Воин и дева. Мир Николая Гумилева и Анны Ахматовой - Ольга Черненькова
Шрифт:
Интервал:
Закладка:
А Гумилев скажет Валерии Срезневской:
– Она все-таки не сломала мою жизнь.
Потом, уже после развода, он задаст Анне Андреевне вопрос, который не давал ему покоя все годы их брака: кто был тот, первый, и когда это было. И она ему ответит, назовет имя.
В июле приезжала из Бежецка Анна Ивановна, которой все же пришлось рассказать о разводе. Сын водил ее знакомиться с будущими родственниками.
17 июля Гумилев гулял с Е. Куниной по городу, они услышали выкрики мальчишки-газетчика:
– Убийство царской семьи в Екатеринбурге!
Гумилев рванулся за газетчиком, схватил его за рукав, вырвал из рук страничку экстренного выпуска. Кунина вспоминала: «Вернулся, прислонился ко мне, точно нуждался в опоре. Подлинно, он был бел, и казалось – еле стоял на ногах. Раскрывал он листок – одну вдвое сложенную страничку – вечность. ‹…› Гумилев опустил левую руку с газетой, медленно, проникновенно перекрестился и только погодя сдавленным голосом сказал:
– Царствие им небесное. Никогда им этого не прощу».
Для Гумилева царская семья – не только символ государственности. Он знал лично Александру Федоровну, которая была шефом гусарского полка, знал княжон и посвящал им стихи… Как пережила это известие Ахматова, неизвестно. Одно ясно, это было страшное потрясение для обоих.
5 августа они развелись. Аня Энгельгард была беременна и, видимо, настояла на разводе. До этого, скорее всего, не было необходимости. Может, и Шилейко подталкивал Анну Андреевну что-то предпринять, но она ничего не делала: не хлопотала, никуда не ходила, ни с кем не говорила и понятия не имела, как получить развод. Просто дали бумажку, что разведена с таким-то. Тогда это было предельно просто.
Но могла ли какая-то бумажка, выданная в домоуправлении, расторгнуть венчанный брак? Все было понарошку, на потребу дня. Перед Богом они оставались мужем и женой, ничего не изменилось. Да и что такое их развод, когда убили государя и всю его семью, когда рушился привычный мир…

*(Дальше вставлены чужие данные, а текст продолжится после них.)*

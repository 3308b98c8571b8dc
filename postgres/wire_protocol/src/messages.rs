// Copyright 2025 - present Mallard Project Developers
//
// Licensed under the Apache License, Version 2.0 (the "License");
// you may not use this file except in compliance with the License.
// You may obtain a copy of the License at
//
//     http://www.apache.org/licenses/LICENSE-2.0
//
// Unless required by applicable law or agreed to in writing, software
// distributed under the License is distributed on an "AS IS" BASIS,
// WITHOUT WARRANTIES OR CONDITIONS OF ANY KIND, either express or implied.
// See the License for the specific language governing permissions and
// limitations under the License.

use crate::{ColumnDescription, ConnId, ConnSecretKey, Error, Result};
use std::str;

pub(crate) const QUERY: u8 = b'Q';
pub(crate) const TERMINATE: u8 = b'X';

const AUTHENTICATION: u8 = b'R';
const PARAMETER_STATUS: u8 = b'S';
const BACKEND_KEY_DATA: u8 = b'K';
const READY_FOR_QUERY: u8 = b'Z';
const ROW_DESCRIPTION: u8 = b'T';
const DATA_ROW: u8 = b'D';
const COMMAND_COMPLETE: u8 = b'C';
const EMPTY_QUERY_RESPONSE: u8 = b'I';
const ERROR_RESPONSE: u8 = b'E';
const SEVERITY: u8 = b'S';
const CODE: u8 = b'C';
const MESSAGE: u8 = b'M';
const IDLE: u8 = b'I';

/// Frontend PostgreSQL Wire Protocol messages decoded after the startup phase
#[derive(Debug, PartialEq)]
pub enum FrontendMessage {
    /// Client commands to execute a `Query`
    Query {
        /// The SQL to execute.
        sql: String,
    },
    /// Client commands to terminate current connection
    Terminate,
    /// Any other message. Its body has already been consumed so that the
    /// framer stays aligned on the next message boundary.
    Skipped {
        /// The type byte of the message
        tag: u8,
    },
}

impl FrontendMessage {
    pub(crate) fn decode(tag: u8, body: &[u8]) -> Result<FrontendMessage> {
        match tag {
            QUERY => {
                let body = match body.last() {
                    Some(0) => &body[..body.len() - 1],
                    _ => body,
                };
                match str::from_utf8(body) {
                    Ok(sql) => Ok(FrontendMessage::Query { sql: sql.to_owned() }),
                    Err(_) => Err(Error::QueryIsNotValidUtfString),
                }
            }
            TERMINATE => Ok(FrontendMessage::Terminate),
            _ => Ok(FrontendMessage::Skipped { tag }),
        }
    }
}

/// Backend PostgreSQL Wire Protocol messages
/// see https://www.postgresql.org/docs/12/protocol-message-formats.html
#[derive(Clone, Debug, PartialEq)]
pub enum BackendMessage {
    /// The authentication exchange is successfully completed.
    AuthenticationOk,
    /// This message informs the frontend about the current (initial) setting
    /// of backend parameters, such as client_encoding or DateStyle
    ParameterStatus(String, String),
    /// Cancellation key data. The frontend must save these values if it
    /// wishes to be able to issue CancelRequest messages later.
    BackendKeyData(ConnId, ConnSecretKey),
    /// Start-up is completed. The frontend can now issue commands.
    ReadyForQuery,
    /// Indicates that rows are about to be returned in response to a SELECT
    /// query. The contents of this message describe the column layout of the
    /// rows. This will be followed by a DataRow message for each row being
    /// returned to the frontend.
    RowDescription(Vec<ColumnDescription>),
    /// One of the set of rows returned by a SELECT query. `None` fields are
    /// SQL NULL and encoded with length `-1` so that a client can tell them
    /// from empty strings.
    DataRow(Vec<Option<String>>),
    /// An SQL command completed normally.
    CommandComplete(String),
    /// An empty query string was recognized.
    EmptyQueryResponse,
    /// An error has occurred. Contains (`Severity`, `SQLSTATE code`,
    /// `Error Message`).
    ErrorResponse(&'static str, &'static str, String),
}

impl BackendMessage {
    /// returns binary representation of a backend message
    pub fn as_vec(&self) -> Vec<u8> {
        match self {
            BackendMessage::AuthenticationOk => vec![AUTHENTICATION, 0, 0, 0, 8, 0, 0, 0, 0],
            BackendMessage::ReadyForQuery => vec![READY_FOR_QUERY, 0, 0, 0, 5, IDLE],
            BackendMessage::EmptyQueryResponse => vec![EMPTY_QUERY_RESPONSE, 0, 0, 0, 4],
            BackendMessage::ParameterStatus(name, value) => {
                let mut payload = Vec::new();
                payload.extend_from_slice(name.as_bytes());
                payload.push(0);
                payload.extend_from_slice(value.as_bytes());
                payload.push(0);
                frame(PARAMETER_STATUS, payload)
            }
            BackendMessage::BackendKeyData(conn_id, secret_key) => {
                let mut payload = Vec::new();
                payload.extend_from_slice(&conn_id.to_be_bytes());
                payload.extend_from_slice(&secret_key.to_be_bytes());
                frame(BACKEND_KEY_DATA, payload)
            }
            BackendMessage::RowDescription(description) => {
                let mut payload = Vec::new();
                payload.extend_from_slice(&(description.len() as i16).to_be_bytes());
                for column in description {
                    payload.extend_from_slice(column.name.as_bytes());
                    payload.push(0); // end of c string
                    payload.extend_from_slice(&0u32.to_be_bytes()); // table oid
                    payload.extend_from_slice(&column.column_number.to_be_bytes());
                    payload.extend_from_slice(&column.type_oid.to_be_bytes());
                    payload.extend_from_slice(&column.type_len.to_be_bytes());
                    payload.extend_from_slice(&(-1i32).to_be_bytes()); // type modifier
                    payload.extend_from_slice(&0i16.to_be_bytes()); // text format
                }
                frame(ROW_DESCRIPTION, payload)
            }
            BackendMessage::DataRow(row) => {
                let mut payload = Vec::new();
                payload.extend_from_slice(&(row.len() as i16).to_be_bytes());
                for field in row {
                    match field {
                        None => payload.extend_from_slice(&(-1i32).to_be_bytes()),
                        Some(value) => {
                            payload.extend_from_slice(&(value.len() as i32).to_be_bytes());
                            payload.extend_from_slice(value.as_bytes());
                        }
                    }
                }
                frame(DATA_ROW, payload)
            }
            BackendMessage::CommandComplete(tag) => {
                let mut payload = Vec::new();
                payload.extend_from_slice(tag.as_bytes());
                payload.push(0);
                frame(COMMAND_COMPLETE, payload)
            }
            BackendMessage::ErrorResponse(severity, code, message) => {
                let mut payload = Vec::new();
                payload.push(SEVERITY);
                payload.extend_from_slice(severity.as_bytes());
                payload.push(0);
                payload.push(CODE);
                payload.extend_from_slice(code.as_bytes());
                payload.push(0);
                payload.push(MESSAGE);
                payload.extend_from_slice(message.as_bytes());
                payload.push(0);
                payload.push(0); // end of the field list
                frame(ERROR_RESPONSE, payload)
            }
        }
    }
}

// the length is computed after payload assembly and includes itself
fn frame(tag: u8, payload: Vec<u8>) -> Vec<u8> {
    let mut buff = Vec::with_capacity(payload.len() + 5);
    buff.push(tag);
    buff.extend_from_slice(&(payload.len() as i32 + 4).to_be_bytes());
    buff.extend_from_slice(&payload);
    buff
}


#[cfg(test)]
mod serialized_messages {
    use super::*;

    #[test]
    fn authentication_ok() {
        assert_eq!(
            BackendMessage::AuthenticationOk.as_vec(),
            vec![AUTHENTICATION, 0, 0, 0, 8, 0, 0, 0, 0]
        )
    }

    #[test]
    fn parameter_status() {
        assert_eq!(
            BackendMessage::ParameterStatus("client_encoding".to_owned(), "UTF8".to_owned()).as_vec(),
            vec![
                PARAMETER_STATUS,
                0,
                0,
                0,
                25,
                99,
                108,
                105,
                101,
                110,
                116,
                95,
                101,
                110,
                99,
                111,
                100,
                105,
                110,
                103,
                0,
                85,
                84,
                70,
                56,
                0
            ]
        )
    }

    #[test]
    fn backend_key_data() {
        assert_eq!(
            BackendMessage::BackendKeyData(1, 2).as_vec(),
            vec![BACKEND_KEY_DATA, 0, 0, 0, 12, 0, 0, 0, 1, 0, 0, 0, 2]
        )
    }

    #[test]
    fn ready_for_query() {
        assert_eq!(
            BackendMessage::ReadyForQuery.as_vec(),
            vec![READY_FOR_QUERY, 0, 0, 0, 5, IDLE]
        )
    }

    #[test]
    fn row_description() {
        assert_eq!(
            BackendMessage::RowDescription(vec![ColumnDescription::new("c1", crate::INT, 1)]).as_vec(),
            vec![
                ROW_DESCRIPTION,
                0,
                0,
                0,
                27,
                0,
                1,
                99,
                49,
                0,
                0,
                0,
                0,
                0,
                0,
                1,
                0,
                0,
                0,
                23,
                0,
                4,
                255,
                255,
                255,
                255,
                0,
                0
            ]
        );
    }

    #[test]
    fn data_row() {
        assert_eq!(
            BackendMessage::DataRow(vec![
                Some("1".to_owned()),
                Some("2".to_owned()),
                Some("3".to_owned())
            ])
            .as_vec(),
            vec![DATA_ROW, 0, 0, 0, 21, 0, 3, 0, 0, 0, 1, 49, 0, 0, 0, 1, 50, 0, 0, 0, 1, 51]
        )
    }

    #[test]
    fn data_row_with_null_field() {
        // NULL is the special length -1, an empty string is length 0
        assert_eq!(
            BackendMessage::DataRow(vec![None, Some("".to_owned())]).as_vec(),
            vec![DATA_ROW, 0, 0, 0, 14, 0, 2, 255, 255, 255, 255, 0, 0, 0, 0]
        )
    }

    #[test]
    fn command_complete() {
        assert_eq!(
            BackendMessage::CommandComplete("SELECT".to_owned()).as_vec(),
            vec![COMMAND_COMPLETE, 0, 0, 0, 11, 83, 69, 76, 69, 67, 84, 0]
        )
    }

    #[test]
    fn empty_query_response() {
        assert_eq!(
            BackendMessage::EmptyQueryResponse.as_vec(),
            vec![EMPTY_QUERY_RESPONSE, 0, 0, 0, 4]
        )
    }

    #[test]
    fn error_response() {
        assert_eq!(
            BackendMessage::ErrorResponse("ERROR", "42000", "nope".to_owned()).as_vec(),
            vec![
                ERROR_RESPONSE,
                0,
                0,
                0,
                25,
                SEVERITY,
                69,
                82,
                82,
                79,
                82,
                0,
                CODE,
                52,
                50,
                48,
                48,
                48,
                0,
                MESSAGE,
                110,
                111,
                112,
                101,
                0,
                0
            ]
        )
    }
}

Фактически на следующий же день состоялась свадьба Гумилева с Аней Энгельгардт. Такая же нарошечная. Однако он все же первый женился официально: Анна Андреевна и Шилейко официально станут мужем и женой только в декабре.
Теперь им предстояло в одиночку противостоять всем невзгодам и жизненным неурядицам, бедам и горю. Именно в одиночку, потому что каждый из них взвалил на себя непомерный груз чужой непростой судьбы и вздорного характера. Там, в новых браках, не было слияния, духовного единства, той «плоти единой». Гумилев избывал трудности в невероятном творческом подъеме, а Анна почти не писала и не появлялась в литературных кругах.
Поодиночке
В августе Анна Андреевна уехала с Шилейко в Москву. У него был мандат от новой власти, дающий право осматривать различные предметы, имеющие ценность, и накладывать на них печати. Они жили в Третьем Зачатьевском переулке («Переулочек, переул… / Горло петелькой затянул»). Ахматова тогда не любила Москву, это был чужой для нее город. И эта осень связалась в ее восприятии с холодом, неуютством жизни, отсутствием еды.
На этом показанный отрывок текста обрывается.